Development and evaluation of a high-sensitivity RT-PCR lateral flow assay for early detection of HIV-1 infection.

ABSTRACT

Early diagnosis of HIV-1 is crucial to minimize transmission, morbidity, and mortality, particularly for neonates with developing immune systems. This study aimed to develop and evaluate a simplified, high-sensitivity assay for early HIV-1 detection before seroconversion. The assay utilizes reverse-transcription-polymerase chain reaction (RT-PCR) to amplify the HIV-1 RNA protease gene.

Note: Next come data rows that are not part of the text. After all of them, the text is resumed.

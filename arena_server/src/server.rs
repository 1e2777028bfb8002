// TCP listener, scheduler, and lifecycle for the arena server.
//
// Architecture: three kinds of threads around one shared `Coordinator`.
//
// - **Accept thread**: non-blocking `TcpListener::accept()` loop. Each new
//   stream is switched back to blocking mode, wrapped in a
//   `PlayerConnection`, and appended to the queue. Polls `keep_running`
//   between accepts.
// - **Scheduler thread**: wakes every `tick_ms` (a `recv_timeout` on the
//   shutdown channel doubles as the timer), pairs queued players into new
//   sessions up to `max_sessions`, then sends queue-position updates to
//   whoever is still waiting.
// - **Session workers**: a `WorkerPool` of `max_sessions` threads, each
//   running one `GameSession` to completion at a time.
//
// Sessions are constructed on the scheduler thread, so the opening `x`/`o`
// and board lines go out before the tick's position updates. Each session
// gets its own PRNG forked from the scheduler's, so a configured seed makes
// draw ordering reproducible.
//
// Shutdown: `ServerHandle::stop` clears `keep_running` and signals the
// scheduler. Sessions already in progress are left to finish on their own.

use std::io::ErrorKind;
use std::net::{SocketAddr, TcpListener};
use std::sync::Arc;
use std::sync::atomic::{AtomicBool, Ordering};
use std::thread::{self, JoinHandle};
use std::time::Duration;

use arena_prng::ArenaRng;
use crossbeam_channel::{Receiver, RecvTimeoutError, Sender};
use tracing::{debug, error, info, warn};

use crate::config::ServerConfig;
use crate::error::{ArenaError, Result};
use crate::matchmaking::{Coordinator, MatchPair};
use crate::player::PlayerConnection;
use crate::pool::WorkerPool;
use crate::session::{GameSession, SessionId};

const ACCEPT_POLL_INTERVAL: Duration = Duration::from_millis(20);

/// Handle returned by [`start_server`] to observe and stop the server.
pub struct ServerHandle {
    keep_running: Arc<AtomicBool>,
    shutdown_tx: Sender<()>,
    accept_thread: Option<JoinHandle<()>>,
    scheduler_thread: Option<JoinHandle<()>>,
    coordinator: Arc<Coordinator>,
}

impl ServerHandle {
    pub fn coordinator(&self) -> &Arc<Coordinator> {
        &self.coordinator
    }

    /// Stop accepting players and stop scheduling, then wait for both
    /// threads to exit.
    pub fn stop(mut self) {
        self.keep_running.store(false, Ordering::SeqCst);
        let _ = self.shutdown_tx.send(());
        for handle in [self.accept_thread.take(), self.scheduler_thread.take()]
            .into_iter()
            .flatten()
        {
            let _ = handle.join();
        }
        info!("arena server stopped");
    }

    /// Block until the accept thread exits, which only happens after
    /// `stop` from elsewhere or a fatal listener error.
    pub fn wait(mut self) {
        if let Some(handle) = self.accept_thread.take() {
            let _ = handle.join();
        }
        let _ = self.shutdown_tx.send(());
        if let Some(handle) = self.scheduler_thread.take() {
            let _ = handle.join();
        }
    }
}

/// Bind the listener and start the accept and scheduler threads.
/// Returns the handle and the bound address (useful with port 0).
pub fn start_server(config: ServerConfig) -> Result<(ServerHandle, SocketAddr)> {
    config.validate()?;
    let bind_addr = config.bind_addr();
    let listener = TcpListener::bind(&bind_addr).map_err(|source| ArenaError::Bind {
        addr: bind_addr.clone(),
        source,
    })?;
    let addr = listener.local_addr()?;
    listener.set_nonblocking(true)?;

    let coordinator = Arc::new(Coordinator::new(config.max_sessions));
    let pool = WorkerPool::new(config.max_sessions)?;
    let rng = match config.seed {
        Some(seed) => ArenaRng::new(seed),
        None => ArenaRng::from_entropy(),
    };
    let keep_running = Arc::new(AtomicBool::new(true));
    let (shutdown_tx, shutdown_rx) = crossbeam_channel::bounded(1);

    let accept_thread = {
        let coordinator = Arc::clone(&coordinator);
        let keep_running = Arc::clone(&keep_running);
        thread::Builder::new()
            .name("arena-accept".into())
            .spawn(move || accept_loop(listener, coordinator, keep_running))?
    };

    let scheduler = Scheduler {
        coordinator: Arc::clone(&coordinator),
        pool,
        rng,
        next_session: 1,
    };
    let tick = config.tick_interval();
    let scheduler_thread = thread::Builder::new()
        .name("arena-scheduler".into())
        .spawn(move || scheduler.run(tick, shutdown_rx))?;

    info!(
        %addr,
        tick_ms = config.tick_ms,
        max_sessions = config.max_sessions,
        seeded = config.seed.is_some(),
        "arena server listening"
    );

    Ok((
        ServerHandle {
            keep_running,
            shutdown_tx,
            accept_thread: Some(accept_thread),
            scheduler_thread: Some(scheduler_thread),
            coordinator,
        },
        addr,
    ))
}

fn accept_loop(listener: TcpListener, coordinator: Arc<Coordinator>, keep_running: Arc<AtomicBool>) {
    while keep_running.load(Ordering::SeqCst) {
        match listener.accept() {
            Ok((stream, peer)) => {
                if let Err(e) = stream.set_nonblocking(false) {
                    warn!(%peer, error = %e, "dropping connection: cannot make socket blocking");
                    continue;
                }
                match PlayerConnection::new(stream) {
                    Ok(conn) => {
                        info!(connection = %conn.id(), %peer, "player connected");
                        coordinator.enqueue(conn);
                    }
                    Err(e) => warn!(%peer, error = %e, "dropping connection"),
                }
            }
            Err(ref e) if e.kind() == ErrorKind::WouldBlock => {
                thread::sleep(ACCEPT_POLL_INTERVAL);
            }
            Err(e) => {
                warn!(error = %e, "accept failed");
                thread::sleep(ACCEPT_POLL_INTERVAL);
            }
        }
    }
    debug!("accept loop exited");
}

struct Scheduler {
    coordinator: Arc<Coordinator>,
    pool: WorkerPool,
    rng: ArenaRng,
    next_session: u64,
}

impl Scheduler {
    fn run(mut self, tick: Duration, shutdown_rx: Receiver<()>) {
        loop {
            match shutdown_rx.recv_timeout(tick) {
                Err(RecvTimeoutError::Timeout) => self.tick(),
                Ok(()) | Err(RecvTimeoutError::Disconnected) => break,
            }
        }
        debug!("scheduler exited");
    }

    /// Start every session the queue and cap allow, then refresh queue
    /// positions for everyone still waiting.
    fn tick(&mut self) {
        for pair in self.coordinator.take_ready_pairs() {
            self.start_session(pair);
        }
        let sent = self.coordinator.broadcast_positions();
        if sent > 0 {
            debug!(sent, queued = self.coordinator.queued_len(), "queue positions sent");
        }
    }

    fn start_session(&mut self, pair: MatchPair) {
        let MatchPair {
            first,
            second,
            slot,
        } = pair;
        let id = SessionId(self.next_session);
        self.next_session += 1;

        let session = GameSession::new(
            id,
            first,
            second,
            Arc::clone(&self.coordinator),
            self.rng.fork(),
        );
        let accepted = self.pool.execute(move || {
            let _slot = slot;
            let outcome = session.run();
            info!(session = %id, ?outcome, "session finished");
        });
        if !accepted {
            error!(session = %id, "worker pool closed, dropping session");
        }
    }
}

Digoxigenin (dig)-labeled forward, and biotin-labeled universal reverse primers are used, generating digoxigenin-amplicon-biotin (DAB) products. These products are detected using a lateral flow assay (LFA) containing a conjugated pad with colloidal gold-labeled 6-histidine tag-fused maltose-binding protein-monomeric streptavidin (6HISMBP-mSA-CGC). Anti-dig monoclonal antibody (mAb) and biotinylated-BSA are immobilized in the test and control line zones, respectively. Five plasma samples with known viral load (VL) were used to simulate the efficacy of early HIV-1 detection. RNA extracted from these samples was amplified by RT-PCR using the labeled primers, and DAB products were examined on agarose gel electrophoresis and LFA. RT-PCR from diluted clinical samples yielded visible DNA bands in agarose gel electrophoresis, consistent with positive LFA results. Conversely, negative samples only displayed the control line on LFA. This assay exhibited a limit of detection (LOD) of 82.29 RNA copies/mL, comparable to other nucleic acid amplification tests (NAATs). This novel technique provides a highly sensitive assay for early HIV-1 diagnosis, even with low VL, making it suitable for resource-limited settings.